As part of my occasional series of how I used my FreeNAS server as the heart of my home network, I decided to transfer my mail/IMAP server from a standalone Linux box to a FreeNAS jail.

Linux Configuration

This machine is only serving as the mail server, so it needs a minimal install with sufficient packages to support mail.
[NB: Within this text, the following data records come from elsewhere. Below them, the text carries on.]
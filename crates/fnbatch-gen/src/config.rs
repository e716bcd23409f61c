use std::fs;
use std::path::Path;

use fnbatch_core::errors::{BatchError, ErrorInfo};
use serde::{Deserialize, Serialize};

use crate::options::DEFAULT_MAX_OPTIONS;
use crate::serde::{from_json_slice, from_yaml_slice};

/// Tunables for a generation run, loadable from YAML or JSON.
#[derive(Debug, Clone, PartialEq, Eq, Serialize, Deserialize)]
pub struct GeneratorConfig {
    /// Upper bound on sampled candidates per ranged or enumerated parameter.
    #[serde(default = "GeneratorConfig::default_max_options")]
    pub max_options_per_param: usize,
}

impl GeneratorConfig {
    const fn default_max_options() -> usize {
        DEFAULT_MAX_OPTIONS
    }

    pub fn with_max_options(mut self, max_options_per_param: usize) -> Self {
        self.max_options_per_param = max_options_per_param;
        self
    }

    pub fn validate(&self) -> Result<(), BatchError> {
        if self.max_options_per_param == 0 {
            return Err(BatchError::Config(
                ErrorInfo::new("config.max_options", "max_options_per_param must be at least 1")
                    .with_context("field", "max_options_per_param")
                    .with_context("value", "0"),
            ));
        }
        Ok(())
    }
}

impl Default for GeneratorConfig {
    fn default() -> Self {
        Self {
            max_options_per_param: Self::default_max_options(),
        }
    }
}

/// Loads and validates a config file. `.json` files are parsed as JSON,
/// everything else as YAML.
pub fn load_config(path: &Path) -> Result<GeneratorConfig, BatchError> {
    let bytes = fs::read(path).map_err(|err| {
        BatchError::Io(
            ErrorInfo::new("io.read_config", err.to_string())
                .with_context("path", path.display().to_string()),
        )
    })?;
    let config: GeneratorConfig = match path.extension().and_then(|ext| ext.to_str()) {
        Some("json") => from_json_slice(&bytes)?,
        _ => from_yaml_slice(&bytes)?,
    };
    config.validate()?;
    Ok(config)
}
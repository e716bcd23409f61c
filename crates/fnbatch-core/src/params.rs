//! Normalized parameter model shared by both schema dialects.

use serde::{Deserialize, Serialize};
use serde_json::Value;

/// Kind of a parameter together with its kind specific constraints.
#[derive(Debug, Clone, PartialEq, Serialize, Deserialize)]
#[serde(tag = "kind", rename_all = "kebab-case")]
pub enum ParameterKind {
    /// Open polyline geometry, sampled as one canonical shape.
    GeometryPolyline,
    /// Closed polygon geometry, sampled as one canonical shape.
    GeometryPolygon,
    /// Arithmetic range `min, min + step, ..., <= max`.
    NumericRange {
        /// Inclusive lower bound.
        min: f64,
        /// Inclusive upper bound.
        max: f64,
        /// Positive increment. `None` spreads the cap evenly over the range.
        #[serde(default, skip_serializing_if = "Option::is_none")]
        step: Option<f64>,
    },
    /// Boolean flag with the implicit domain `{true, false}`.
    Boolean,
    /// Closed set of string choices in declaration order.
    StringEnum {
        /// Declared values, never empty.
        values: Vec<String>,
    },
    /// RGBA color, sampled as one canonical color.
    Color,
    /// Fallback for parameters that only carry a default value.
    DefaultOnly {
        /// Declared default, emitted verbatim.
        default_value: Value,
    },
}

impl ParameterKind {
    /// Returns the stable kebab-case label used in logs and summaries.
    pub fn label(&self) -> &'static str {
        match self {
            ParameterKind::GeometryPolyline => "geometry-polyline",
            ParameterKind::GeometryPolygon => "geometry-polygon",
            ParameterKind::NumericRange { .. } => "numeric-range",
            ParameterKind::Boolean => "boolean",
            ParameterKind::StringEnum { .. } => "string-enum",
            ParameterKind::Color => "color",
            ParameterKind::DefaultOnly { .. } => "default-only",
        }
    }
}

/// A single named parameter in schema declaration order.
#[derive(Debug, Clone, PartialEq, Serialize, Deserialize)]
pub struct ParameterDescriptor {
    /// Parameter name, unique within a schema.
    pub name: String,
    /// Kind and constraints.
    #[serde(flatten)]
    pub kind: ParameterKind,
}

impl ParameterDescriptor {
    /// Creates a descriptor from a name and kind.
    pub fn new(name: impl Into<String>, kind: ParameterKind) -> Self {
        Self {
            name: name.into(),
            kind,
        }
    }
}

/// External model dependency declared by a schema.
#[derive(Debug, Clone, PartialEq, Eq, PartialOrd, Ord, Serialize, Deserialize)]
pub struct ModelDependency {
    /// Dependency name used as the key in `model_input_keys`.
    pub name: String,
    /// Optional dependencies may be left unresolved.
    #[serde(default)]
    pub optional: bool,
}

impl ModelDependency {
    /// Creates a required dependency.
    pub fn required(name: impl Into<String>) -> Self {
        Self {
            name: name.into(),
            optional: false,
        }
    }

    /// Creates an optional dependency.
    pub fn optional(name: impl Into<String>) -> Self {
        Self {
            name: name.into(),
            optional: true,
        }
    }
}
It doesn’t need the overhead of running X sessions.

  • Linux: OpenSUSE 12.3
  • Postfix
  • Dovecot
  • Apache server
  • postfixadmin
  • eGroupware
  • fetchmail
  • PHP and perl support
  • Some support tools such as the PostgresQL command-line client

The hardware running this is an old laptop (circa 2005) with a fairly modest specification (by today’s standards).  An Intel Celeron processor, 700Mb memory and a 60MB HDD with a 100Mbit ethernet connection.  However, looking at the load on this system, it is spending most of it’s time idle.  The backend PostgresQL database used by postfix and the groupware product is already sitting in another FreeNAS jail.

The Apache server is used to present PostfixAdmin and the groupware product.

Postfix is the mail transfer agent with local delivery provided by Dovecot. Dovecot’s IMAP functions provide access to mail on our smart-phones and other computers and provide the mail back end for eGroupware.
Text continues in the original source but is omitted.